Volten werden entweder mit acht oder mit zehn Meter Durchmesser geritten. Viele Reiter verschätzen sich, wie groß denn nun acht oder zehn Meter im Querschnitt sein sollen. Um das richtige Maß zu finden, hat Britta Schöffmann einen ganz einfachen Tipp: Auf einem 20 Meter breiten Viereck sind es genau zehn Meter vom Hufschlag der langen Seite bis zur Mittellinie. „Also beginnt man, die Volten an der langen Seite zu reiten“, sagt sie. „Wenn das gut klappt und das Gefühl für die Größe da ist, kann man auch an der kurzen Seite eine Volte anlegen.“ Schülern, die zum mathematischen Lerntyp gehören, rät sie gern, die Tritte während der Volte mitzuzählen.
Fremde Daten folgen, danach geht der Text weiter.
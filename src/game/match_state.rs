//! Match lifecycle - status, countdown, scores, win conditions
//!
//! Every client runs its own copy of this machine and feeds it the
//! kill and objective signals it observes. There is no authoritative
//! arbiter: convergence comes from everyone seeing the same signals.

use std::cmp::Reverse;
use std::collections::HashMap;

use chrono::{DateTime, Utc};
use serde::Serialize;
use tracing::{debug, info};

use crate::game::catalog::{GameMode, ModeConfig, Team};
use crate::net::protocol::{PlayerId, Vec3};

/// Lifecycle phase of a match
#[derive(Debug, Clone, Copy, PartialEq, Eq, Serialize)]
#[serde(rename_all = "snake_case")]
pub enum MatchStatus {
    Waiting,
    Active,
    Finished,
}

/// Why a match ended
#[derive(Debug, Clone, Copy, PartialEq, Eq, Serialize)]
#[serde(rename_all = "snake_case")]
pub enum EndReason {
    ScoreLimit,
    TimeExpired,
}

/// Match winner. Absent entirely on a draw.
#[derive(Debug, Clone, Copy, PartialEq, Eq, Serialize)]
#[serde(rename_all = "snake_case")]
pub enum Winner {
    Team(Team),
    Player(PlayerId),
}

/// Scoreboard row for one player
#[derive(Debug, Clone, Serialize)]
pub struct PlayerScore {
    pub player_id: PlayerId,
    pub kills: u32,
    pub deaths: u32,
    pub assists: u32,
    pub captures: u32,
    pub flag_returns: u32,
    /// Arrival ordinal, breaks scoreboard ties deterministically
    #[serde(skip)]
    join_order: u32,
}

impl PlayerScore {
    fn new(player_id: PlayerId, join_order: u32) -> Self {
        Self {
            player_id,
            kills: 0,
            deaths: 0,
            assists: 0,
            captures: 0,
            flag_returns: 0,
            join_order,
        }
    }
}

/// Kill/capture totals per team
#[derive(Debug, Clone, Copy, Default, PartialEq, Eq, Serialize)]
pub struct TeamScores {
    pub blue: u32,
    pub red: u32,
}

impl TeamScores {
    pub fn get(&self, team: Team) -> u32 {
        match team {
            Team::Blue => self.blue,
            Team::Red => self.red,
        }
    }

    fn add(&mut self, team: Team, amount: u32) {
        match team {
            Team::Blue => self.blue += amount,
            Team::Red => self.red += amount,
        }
    }
}

/// State of one team's flag in capture-the-flag
#[derive(Debug, Clone, PartialEq, Serialize)]
pub struct FlagState {
    pub captured: bool,
    pub carrier_id: Option<PlayerId>,
    pub position: Vec3,
}

impl Default for FlagState {
    fn default() -> Self {
        Self {
            captured: false,
            carrier_id: None,
            position: Vec3::ZERO,
        }
    }
}

/// Final snapshot handed to observers when a match ends
#[derive(Debug, Clone, Serialize)]
pub struct MatchReport {
    pub mode: GameMode,
    pub status: MatchStatus,
    pub winner: Option<Winner>,
    pub end_reason: Option<EndReason>,
    pub team_scores: TeamScores,
    pub duration_secs: u32,
    /// Scoreboard ordered by kills, earliest joiner first on ties
    pub scores: Vec<PlayerScore>,
    pub ended_at: DateTime<Utc>,
}

/// One-shot observer invoked when the match finishes
pub type MatchEndCallback = Box<dyn FnOnce(&MatchReport) + Send>;

pub struct MatchStateMachine {
    mode: GameMode,
    config: ModeConfig,
    status: MatchStatus,
    time_remaining: u32,
    team_scores: TeamScores,
    player_scores: HashMap<PlayerId, PlayerScore>,
    next_join_order: u32,
    blue_flag: FlagState,
    red_flag: FlagState,
    winner: Option<Winner>,
    end_reason: Option<EndReason>,
    ended: bool,
    on_match_end: Option<MatchEndCallback>,
}

impl MatchStateMachine {
    pub fn new(mode: GameMode) -> Self {
        let config = ModeConfig::for_mode(mode);
        Self {
            mode,
            config,
            status: MatchStatus::Waiting,
            time_remaining: config.time_limit_secs,
            team_scores: TeamScores::default(),
            player_scores: HashMap::new(),
            next_join_order: 0,
            blue_flag: FlagState::default(),
            red_flag: FlagState::default(),
            winner: None,
            end_reason: None,
            ended: false,
            on_match_end: None,
        }
    }

    /// Install the observer called exactly once when the match ends
    pub fn on_match_end(&mut self, callback: impl FnOnce(&MatchReport) + Send + 'static) {
        self.on_match_end = Some(Box::new(callback));
    }

    pub fn mode(&self) -> GameMode {
        self.mode
    }

    pub fn config(&self) -> &ModeConfig {
        &self.config
    }

    pub fn status(&self) -> MatchStatus {
        self.status
    }

    pub fn time_remaining(&self) -> u32 {
        self.time_remaining
    }

    pub fn team_scores(&self) -> TeamScores {
        self.team_scores
    }

    pub fn winner(&self) -> Option<Winner> {
        self.winner
    }

    pub fn end_reason(&self) -> Option<EndReason> {
        self.end_reason
    }

    pub fn player_score(&self, player_id: &PlayerId) -> Option<&PlayerScore> {
        self.player_scores.get(player_id)
    }

    pub fn player_count(&self) -> usize {
        self.player_scores.len()
    }

    pub fn flag(&self, team: Team) -> &FlagState {
        match team {
            Team::Blue => &self.blue_flag,
            Team::Red => &self.red_flag,
        }
    }

    /// Move into the active phase and let the countdown run
    pub fn start_match(&mut self) {
        if self.status == MatchStatus::Finished {
            return;
        }
        self.status = MatchStatus::Active;
        info!(mode = %self.mode.as_str(), time_limit = self.config.time_limit_secs, "Match started");
    }

    /// Advance the countdown by one second. Only the active phase
    /// ticks; reaching zero ends the match on time.
    pub fn tick_second(&mut self) {
        if self.status != MatchStatus::Active {
            return;
        }
        self.time_remaining = self.time_remaining.saturating_sub(1);
        if self.time_remaining == 0 {
            self.end_match(EndReason::TimeExpired);
        }
    }

    /// Ensure a scoreboard row exists for a player. Safe to call on
    /// every join signal.
    pub fn initialize_player(&mut self, player_id: PlayerId) {
        if self.status == MatchStatus::Finished {
            return;
        }
        self.score_entry(player_id);
    }

    /// Record one kill. The killer's team is only consulted in
    /// team-based modes; passing `None` there still counts the player
    /// kill but moves no team score.
    pub fn record_kill(&mut self, killer: PlayerId, victim: PlayerId, killer_team: Option<Team>) {
        if self.status == MatchStatus::Finished {
            return;
        }

        self.score_entry(killer).kills += 1;
        self.score_entry(victim).deaths += 1;
        debug!(killer_id = %killer, victim_id = %victim, "Kill recorded");

        if self.config.team_based {
            if let Some(team) = killer_team {
                self.team_scores.add(team, 1);
                if let Some(limit) = self.config.score_limit {
                    if self.team_scores.get(team) >= limit {
                        self.end_match(EndReason::ScoreLimit);
                    }
                }
            }
        } else if let Some(limit) = self.config.score_limit {
            let kills = self
                .player_scores
                .get(&killer)
                .map(|score| score.kills)
                .unwrap_or(0);
            if kills >= limit {
                self.end_match(EndReason::ScoreLimit);
            }
        }
    }

    /// Credit an assist on someone else's kill
    pub fn record_assist(&mut self, player_id: PlayerId) {
        if self.status == MatchStatus::Finished {
            return;
        }
        self.score_entry(player_id).assists += 1;
    }

    /// A completed capture: the scoring team banks a point and both
    /// flags return to their stands.
    pub fn record_flag_capture(&mut self, team: Team, player_id: PlayerId) {
        if self.status == MatchStatus::Finished {
            return;
        }

        self.team_scores.add(team, 1);
        self.score_entry(player_id).captures += 1;
        self.blue_flag = FlagState::default();
        self.red_flag = FlagState::default();
        info!(team = team.as_str(), player_id = %player_id, "Flag captured");

        if let Some(limit) = self.config.score_limit {
            if self.team_scores.get(team) >= limit {
                self.end_match(EndReason::ScoreLimit);
            }
        }
    }

    /// A dropped flag carried back to its stand by its own team
    pub fn record_flag_return(&mut self, team: Team, player_id: PlayerId) {
        if self.status == MatchStatus::Finished {
            return;
        }
        self.score_entry(player_id).flag_returns += 1;
        *self.flag_mut(team) = FlagState::default();
        debug!(team = team.as_str(), player_id = %player_id, "Flag returned");
    }

    /// Overwrite one flag's live state. A missing position keeps the
    /// flag where it last was.
    pub fn update_flag_status(
        &mut self,
        team: Team,
        captured: bool,
        carrier_id: Option<PlayerId>,
        position: Option<Vec3>,
    ) {
        if self.status == MatchStatus::Finished {
            return;
        }
        let flag = self.flag_mut(team);
        flag.position = position.unwrap_or(flag.position);
        flag.captured = captured;
        flag.carrier_id = carrier_id;
    }

    /// Finish the match and fix the winner. Idempotent: only the
    /// first call decides the reason and fires the end observer.
    pub fn end_match(&mut self, reason: EndReason) {
        if self.ended {
            return;
        }
        self.ended = true;
        self.end_reason = Some(reason);
        self.winner = self.compute_winner();
        self.status = MatchStatus::Finished;

        info!(
            mode = %self.mode.as_str(),
            reason = ?reason,
            winner = ?self.winner,
            blue = self.team_scores.blue,
            red = self.team_scores.red,
            "Match ended"
        );

        let callback = self.on_match_end.take();
        if let Some(callback) = callback {
            let report = self.report();
            callback(&report);
        }
    }

    /// Final snapshot of the machine, valid at any phase
    pub fn report(&self) -> MatchReport {
        let mut scores: Vec<PlayerScore> = self.player_scores.values().cloned().collect();
        scores.sort_by(|a, b| {
            b.kills
                .cmp(&a.kills)
                .then(a.join_order.cmp(&b.join_order))
        });

        MatchReport {
            mode: self.mode,
            status: self.status,
            winner: self.winner,
            end_reason: self.end_reason,
            team_scores: self.team_scores,
            duration_secs: self.config.time_limit_secs - self.time_remaining,
            scores,
            ended_at: Utc::now(),
        }
    }

    /// Team modes: higher team score wins, equal scores are a draw.
    /// Free-for-all: most kills wins, the earliest joiner takes ties,
    /// and a board with no kills at all is a draw.
    fn compute_winner(&self) -> Option<Winner> {
        if self.config.team_based {
            match self.team_scores.blue.cmp(&self.team_scores.red) {
                std::cmp::Ordering::Greater => Some(Winner::Team(Team::Blue)),
                std::cmp::Ordering::Less => Some(Winner::Team(Team::Red)),
                std::cmp::Ordering::Equal => None,
            }
        } else {
            self.player_scores
                .values()
                .max_by_key(|score| (score.kills, Reverse(score.join_order)))
                .filter(|score| score.kills > 0)
                .map(|score| Winner::Player(score.player_id))
        }
    }

    fn score_entry(&mut self, player_id: PlayerId) -> &mut PlayerScore {
        let join_order = &mut self.next_join_order;
        self.player_scores.entry(player_id).or_insert_with(|| {
            let score = PlayerScore::new(player_id, *join_order);
            *join_order += 1;
            score
        })
    }

    fn flag_mut(&mut self, team: Team) -> &mut FlagState {
        match team {
            Team::Blue => &mut self.blue_flag,
            Team::Red => &mut self.red_flag,
        }
    }
}
//! Configuration module - environment variable parsing

use std::env;

use crate::game::catalog::GameMode;

const DEFAULT_ROOM_KEY: &str = "game:demo";
const DEFAULT_BOT_COUNT: usize = 4;
const DEFAULT_MATCH_SEED: u64 = 7;

/// Demo configuration loaded from environment variables
#[derive(Clone, Debug)]
pub struct Config {
    /// Room channel key all participants subscribe to
    pub room_key: String,
    /// Game mode for the demo match
    pub mode: GameMode,
    /// Number of simulated players to spawn
    pub bot_count: usize,
    /// Seed for bot movement and weapon spread
    pub match_seed: u64,
    /// Log level (trace, debug, info, warn, error)
    pub log_level: String,
}

impl Config {
    /// Load configuration from environment variables
    pub fn from_env() -> Result<Self, ConfigError> {
        let mode = match env::var("GAME_MODE") {
            Ok(value) => GameMode::parse(&value).ok_or(ConfigError::InvalidMode(value))?,
            Err(_) => GameMode::Deathmatch,
        };

        let bot_count = match env::var("BOT_COUNT") {
            Ok(value) => value
                .parse()
                .map_err(|_| ConfigError::InvalidNumber("BOT_COUNT"))?,
            Err(_) => DEFAULT_BOT_COUNT,
        };

        let match_seed = match env::var("MATCH_SEED") {
            Ok(value) => value
                .parse()
                .map_err(|_| ConfigError::InvalidNumber("MATCH_SEED"))?,
            Err(_) => DEFAULT_MATCH_SEED,
        };

        Ok(Self {
            room_key: env::var("ROOM_KEY").unwrap_or_else(|_| DEFAULT_ROOM_KEY.to_string()),
            mode,
            bot_count,
            match_seed,
            log_level: env::var("LOG_LEVEL").unwrap_or_else(|_| "info".to_string()),
        })
    }
}

/// Configuration errors
#[derive(Debug, thiserror::Error)]
pub enum ConfigError {
    #[error("Unknown game mode: {0}")]
    InvalidMode(String),

    #[error("Invalid numeric value for {0}")]
    InvalidNumber(&'static str),
}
Die erste Hälfte von Hufschlag bis Mittellinie soll genauso viele Schritte, Tritte oder Sprünge haben wie die zweite Hälfte der Volte von der Mittellinie zum Hufschlag. Sitzt diese 10-Meter-Volte, dann fällt die Vorstellung für die 8-Meter-Volte leichter. „Die äußere Kante der 8-Meter-Volte soll zwei Meter vor der Mittellinie enden.“

Gleichmäßige Volten – der Tipp von Uta Gräf

Uta Gräf hat ebenfalls noch ein paar Profitipps zur Hand, die das eigene Training verbessern können: „Wichtig ist, dass die erste und zweite Hälfte der Volte gleichmäßig gut ausgeritten wird und das Pferd in der zweiten Hälfte nicht nach innen gegen den Schenkel kippt“, rät sie. „Zunächst kann man dies auf einer größeren Linie üben und sich nach und nach an eine 10- oder 8-Meter-Volte herantasten. Wenn man das gut hinbekommt, sind auch zwei Volten in Form einer Acht eine gute Übung.“ Auf die große und die kleine Acht legte übrigens der verstorbene Altmeister Paul Stecken stets großen Wert, erinnert sich Reitmeisterin Ingrid Klimke. Also: Die Empfehlung, der Volte viel Aufmerksamkeit zu zollen, kommt von allen Seiten!   Viel Spaß bei Eurem nächsten Training und viel Erfolg beim Üben!